//! Run orchestration
//!
//! - [`source`] reads the issue and its comments
//! - [`driver`] redacts and rewrites each document
//! - [`assemble`] renders the documents into one markdown file
//! - [`publisher`] commits or posts the result and the reference table
//! - [`coordinator`] wires the above together for one run

pub mod assemble;
pub mod coordinator;
pub mod driver;
pub mod publisher;
pub mod source;
pub mod summary;

pub use assemble::{assemble, Heading, RenderOptions};
pub use coordinator::{build_context, PublishCoordinator};
pub use driver::{normalize_newlines, PipelineDriver, PipelineOutput, ReferenceTarget, RunContext};
pub use publisher::{Destination, PublishOutcome, Publisher};
pub use source::{fetch_issue, IssueSnapshot};
pub use summary::RunSummary;
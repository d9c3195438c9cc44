//! Document domain models
//!
//! Types flowing through the redaction and attachment pipelines.

use chrono::{DateTime, Utc};
use serde::{Deserialize, Serialize};

/// Where a unit of content came from
#[derive(Debug, Clone, Copy, PartialEq, Eq, Serialize, Deserialize)]
#[serde(rename_all = "snake_case")]
pub enum DocumentKind {
    /// The issue body
    IssueBody,
    /// One comment of the thread
    Comment,
}

/// One immutable unit of source markup (issue body or a single comment)
///
/// # Examples
///
/// ```
/// use issue_mirror::domain::document::{DocumentKind, SourceDocument};
///
/// let doc = SourceDocument::issue_body("see ![x](https://h/a.png)");
/// assert_eq!(doc.kind, DocumentKind::IssueBody);
/// ```
#[derive(Debug, Clone, PartialEq, Eq, Serialize, Deserialize)]
pub struct SourceDocument {
    /// Issue body or comment
    pub kind: DocumentKind,

    /// Markdown/HTML text
    pub text: String,

    /// Creation time reported by the tracker, if known
    #[serde(default, skip_serializing_if = "Option::is_none")]
    pub created_at: Option<DateTime<Utc>>,
}

impl SourceDocument {
    /// Creates an issue body document
    pub fn issue_body(text: impl Into<String>) -> Self {
        Self {
            kind: DocumentKind::IssueBody,
            text: text.into(),
            created_at: None,
        }
    }

    /// Creates a comment document
    pub fn comment(text: impl Into<String>, created_at: Option<DateTime<Utc>>) -> Self {
        Self {
            kind: DocumentKind::Comment,
            text: text.into(),
            created_at,
        }
    }

    /// Sets the creation time
    pub fn created(mut self, created_at: DateTime<Utc>) -> Self {
        self.created_at = Some(created_at);
        self
    }

    pub fn is_issue_body(&self) -> bool {
        self.kind == DocumentKind::IssueBody
    }

    /// Same document with different text
    pub fn with_text(&self, text: impl Into<String>) -> Self {
        Self {
            kind: self.kind,
            text: text.into(),
            created_at: self.created_at,
        }
    }
}

/// A redacted span and the public label that replaced it
///
/// `reference` is a display label. Two different raw texts may share one
/// after truncation, so it must never be used as a lookup key.
#[derive(Debug, Clone, PartialEq, Eq, Serialize, Deserialize)]
pub struct PrivateSpan {
    /// The matched text, start and end markers included
    pub raw_text: String,

    /// `[^pvt_xxxxxxx]` label substituted into the published text
    pub reference: String,
}

/// Mapping from an attachment URL to where it now lives
#[derive(Debug, Clone, PartialEq, Eq, Serialize, Deserialize)]
pub struct AttachmentReference {
    /// URL as it appeared in the source text
    pub original_url: String,

    /// Public location of the replicated asset (never empty)
    pub resolved_location: String,
}

/// A replicated file ready to be written to the store
#[derive(Debug, Clone, PartialEq, Eq)]
pub struct Asset {
    /// Final (post-transform) bytes
    pub bytes: Vec<u8>,

    /// Extension detected from `bytes`
    pub extension: String,

    /// Hash of the original URL, not of the bytes
    pub content_hash: String,

    /// Store path, `{assets_dir}/{content_hash}.{extension}`
    pub path: String,
}

impl Asset {
    /// Builds the content-addressed store path for a hash and extension
    pub fn path_for(assets_dir: &str, content_hash: &str, extension: &str) -> String {
        let dir = assets_dir.trim_matches('/');
        if dir.is_empty() {
            format!("{content_hash}.{extension}")
        } else {
            format!("{dir}/{content_hash}.{extension}")
        }
    }
}
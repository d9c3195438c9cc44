//! Core business logic for issue-mirror.
//!
//! # Modules
//!
//! - [`redaction`] - Private-span extraction and the reference table
//! - [`hashing`] - Salted reference labels and URL content hashes
//! - [`attachments`] - Media URL discovery, deduplication and replication
//! - [`media`] - Type sniffing, orientation, format normalisation, compression
//! - [`store`] - Archive guard and retry policy around object stores
//! - [`pipeline`] - Per-run orchestration and publication
//!
//! # Publish Workflow
//!
//! 1. **Load**: Read the issue body and every comment page
//! 2. **Redact**: Replace private spans with salted hash references
//! 3. **Replicate**: Copy embedded media to the asset repository and rewrite URLs
//! 4. **Assemble**: Join the documents into one markdown document
//! 5. **Publish**: Post the reference table, then commit or post the document
//! 6. **Report**: Log a run summary
//!
//! # Example
//!
//! ```rust,no_run
//! use issue_mirror::config::load_config;
//! use issue_mirror::core::pipeline::PublishCoordinator;
//!
//! # async fn example() -> Result<(), Box<dyn std::error::Error>> {
//! let config = load_config("issue-mirror.toml")?;
//! let coordinator = PublishCoordinator::new(config)?;
//! let summary = coordinator.execute().await?;
//! println!("Processed {} documents", summary.documents);
//! # Ok(())
//! # }
//! ```

pub mod attachments;
pub mod hashing;
pub mod media;
pub mod pipeline;
pub mod redaction;
pub mod store;
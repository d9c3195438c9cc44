//! Object store factory
//!
//! Picks the store backend for a target repository based on configuration.

use super::{GitHubContentStore, LocalDirStore, ObjectStore};
use crate::adapters::github::GitHubClient;
use crate::config::MirrorConfig;
use crate::domain::{MirrorError, RepoSlug, Result};
use std::sync::Arc;

/// Create the object store writing to `repo`
///
/// Dry runs get a [`LocalDirStore`] rooted at `assets.local_output_dir` so
/// nothing leaves the machine. Otherwise the repository is written through
/// the GitHub contents API with the configured committer identity.
///
/// # Errors
///
/// Returns a configuration error if a live store is requested without a
/// GitHub client or committer identity.
pub fn create_object_store(
    config: &MirrorConfig,
    client: Option<&Arc<GitHubClient>>,
    repo: &RepoSlug,
) -> Result<Arc<dyn ObjectStore>> {
    if config.application.dry_run {
        tracing::info!(
            repository = %repo,
            directory = %config.assets.local_output_dir,
            "Dry run: writing to local directory"
        );
        return Ok(Arc::new(LocalDirStore::new(&config.assets.local_output_dir)));
    }

    let client = client.ok_or_else(|| {
        MirrorError::Configuration(format!("No GitHub client available to write to {repo}"))
    })?;
    let identity = config.committer.identity().ok_or_else(|| {
        MirrorError::Configuration(format!(
            "committer.name and committer.email are required to write to {repo}"
        ))
    })?;

    tracing::info!(repository = %repo, "Creating GitHub content store");
    Ok(Arc::new(GitHubContentStore::new(
        Arc::clone(client),
        repo.clone(),
        identity,
    )))
}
# # # # # # #
▶ _Work order_
For each entry above, write out an exact copy.

▶ _Output for this exercise_
//! Run orchestration
//!
//! - [`source`] reads the issue and its comments
//! - [`driver`] redacts and rewrites each document
//! - [`assemble`] renders the documents into one markdown file
//! - [`publisher`] commits or posts the result and the reference table
//! - [`coordinator`] wires the above together for one run

pub mod assemble;
pub mod coordinator;
pub mod driver;
pub mod publisher;
pub mod source;
pub mod summary;

pub use assemble::{assemble, Heading, RenderOptions};
pub use coordinator::{build_context, PublishCoordinator};
pub use driver::{normalize_newlines, PipelineDriver, PipelineOutput, ReferenceTarget, RunContext};
pub use publisher::{Destination, PublishOutcome, Publisher};
pub use source::{fetch_issue, IssueSnapshot};
pub use summary::RunSummary;
repository d9c3195438c9cc44
//! Document domain models
//!
//! Types flowing through the redaction and attachment pipelines.

use chrono::{DateTime, Utc};
use serde::{Deserialize, Serialize};

/// Where a unit of content came from
#[derive(Debug, Clone, Copy, PartialEq, Eq, Serialize, Deserialize)]
#[serde(rename_all = "snake_case")]
pub enum DocumentKind {
    /// The issue body
    IssueBody,
    /// One comment of the thread
    Comment,
}

/// One immutable unit of source markup (issue body or a single comment)
///
/// # Examples
///
/// ```
/// use issue_mirror::domain::document::{DocumentKind, SourceDocument};
///
/// let doc = SourceDocument::issue_body("see ![x](https://h/a.png)");
/// assert_eq!(doc.kind, DocumentKind::IssueBody);
/// ```
#[derive(Debug, Clone, PartialEq, Eq, Serialize, Deserialize)]
pub struct SourceDocument {
    /// Issue body or comment
    pub kind: DocumentKind,

    /// Markdown/HTML text
    pub text: String,

    /// Creation time reported by the tracker, if known
    #[serde(default, skip_serializing_if = "Option::is_none")]
    pub created_at: Option<DateTime<Utc>>,
}

impl SourceDocument {
    /// Creates an issue body document
    pub fn issue_body(text: impl Into<String>) -> Self {
        Self {
            kind: DocumentKind::IssueBody,
            text: text.into(),
            created_at: None,
        }
    }

    /// Creates a comment document
    pub fn comment(text: impl Into<String>, created_at: Option<DateTime<Utc>>) -> Self {
        Self {
            kind: DocumentKind::Comment,
            text: text.into(),
            created_at,
        }
    }

    /// Sets the creation time
    pub fn created(mut self, created_at: DateTime<Utc>) -> Self {
        self.created_at = Some(created_at);
        self
    }

    pub fn is_issue_body(&self) -> bool {
        self.kind == DocumentKind::IssueBody
    }

    /// Same document with different text
    pub fn with_text(&self, text: impl Into<String>) -> Self {
        Self {
            kind: self.kind,
            text: text.into(),
            created_at: self.created_at,
        }
    }
}

/// A redacted span and the public label that replaced it
///
/// `reference` is a display label. Two different raw texts may share one
/// after truncation, so it must never be used as a lookup key.
#[derive(Debug, Clone, PartialEq, Eq, Serialize, Deserialize)]
pub struct PrivateSpan {
    /// The matched text, start and end markers included
    pub raw_text: String,

    /// `[^pvt_xxxxxxx]` label substituted into the published text
    pub reference: String,
}

/// Mapping from an attachment URL to where it now lives
#[derive(Debug, Clone, PartialEq, Eq, Serialize, Deserialize)]
pub struct AttachmentReference {
    /// URL as it appeared in the source text
    pub original_url: String,

    /// Public location of the replicated asset (never empty)
    pub resolved_location: String,
}

/// A replicated file ready to be written to the store
#[derive(Debug, Clone, PartialEq, Eq)]
pub struct Asset {
    /// Final (post-transform) bytes
    pub bytes: Vec<u8>,

    /// Extension detected from `bytes`
    pub extension: String,

    /// Hash of the original URL, not of the bytes
    pub content_hash: String,

    /// Store path, `{assets_dir}/{content_hash}.{extension}`
    pub path: String,
}

impl Asset {
    /// Builds the content-addressed store path for a hash and extension
    pub fn path_for(assets_dir: &str, content_hash: &str, extension: &str) -> String {
        let dir = assets_dir.trim_matches('/');
        if dir.is_empty() {
            format!("{content_hash}.{extension}")
        } else {
            format!("{dir}/{content_hash}.{extension}")
        }
    }
}
repository d9c3195438c9cc44
//! Core business logic for issue-mirror.
//!
//! # Modules
//!
//! - [`redaction`] - Private-span extraction and the reference table
//! - [`hashing`] - Salted reference labels and URL content hashes
//! - [`attachments`] - Media URL discovery, deduplication and replication
//! - [`media`] - Type sniffing, orientation, format normalisation, compression
//! - [`store`] - Archive guard and retry policy around object stores
//! - [`pipeline`] - Per-run orchestration and publication
//!
//! # Publish Workflow
//!
//! 1. **Load**: Read the issue body and every comment page
//! 2. **Redact**: Replace private spans with salted hash references
//! 3. **Replicate**: Copy embedded media to the asset repository and rewrite URLs
//! 4. **Assemble**: Join the documents into one markdown document
//! 5. **Publish**: Post the reference table, then commit or post the document
//! 6. **Report**: Log a run summary
//!
//! # Example
//!
//! ```rust,no_run
//! use issue_mirror::config::load_config;
//! use issue_mirror::core::pipeline::PublishCoordinator;
//!
//! # async fn example() -> Result<(), Box<dyn std::error::Error>> {
//! let config = load_config("issue-mirror.toml")?;
//! let coordinator = PublishCoordinator::new(config)?;
//! let summary = coordinator.execute().await?;
//! println!("Processed {} documents", summary.documents);
//! # Ok(())
//! # }
//! ```

pub mod attachments;
pub mod hashing;
pub mod media;
pub mod pipeline;
pub mod redaction;
pub mod store;
repository d9c3195438c9cc44
//! Object store factory
//!
//! Picks the store backend for a target repository based on configuration.

use super::{GitHubContentStore, LocalDirStore, ObjectStore};
use crate::adapters::github::GitHubClient;
use crate::config::MirrorConfig;
use crate::domain::{MirrorError, RepoSlug, Result};
use std::sync::Arc;

/// Create the object store writing to `repo`
///
/// Dry runs get a [`LocalDirStore`] rooted at `assets.local_output_dir` so
/// nothing leaves the machine. Otherwise the repository is written through
/// the GitHub contents API with the configured committer identity.
///
/// # Errors
///
/// Returns a configuration error if a live store is requested without a
/// GitHub client or committer identity.
pub fn create_object_store(
    config: &MirrorConfig,
    client: Option<&Arc<GitHubClient>>,
    repo: &RepoSlug,
) -> Result<Arc<dyn ObjectStore>> {
    if config.application.dry_run {
        tracing::info!(
            repository = %repo,
            directory = %config.assets.local_output_dir,
            "Dry run: writing to local directory"
        );
        return Ok(Arc::new(LocalDirStore::new(&config.assets.local_output_dir)));
    }

    let client = client.ok_or_else(|| {
        MirrorError::Configuration(format!("No GitHub client available to write to {repo}"))
    })?;
    let identity = config.committer.identity().ok_or_else(|| {
        MirrorError::Configuration(format!(
            "committer.name and committer.email are required to write to {repo}"
        ))
    })?;

    tracing::info!(repository = %repo, "Creating GitHub content store");
    Ok(Arc::new(GitHubContentStore::new(
        Arc::clone(client),
        repo.clone(),
        identity,
    )))
}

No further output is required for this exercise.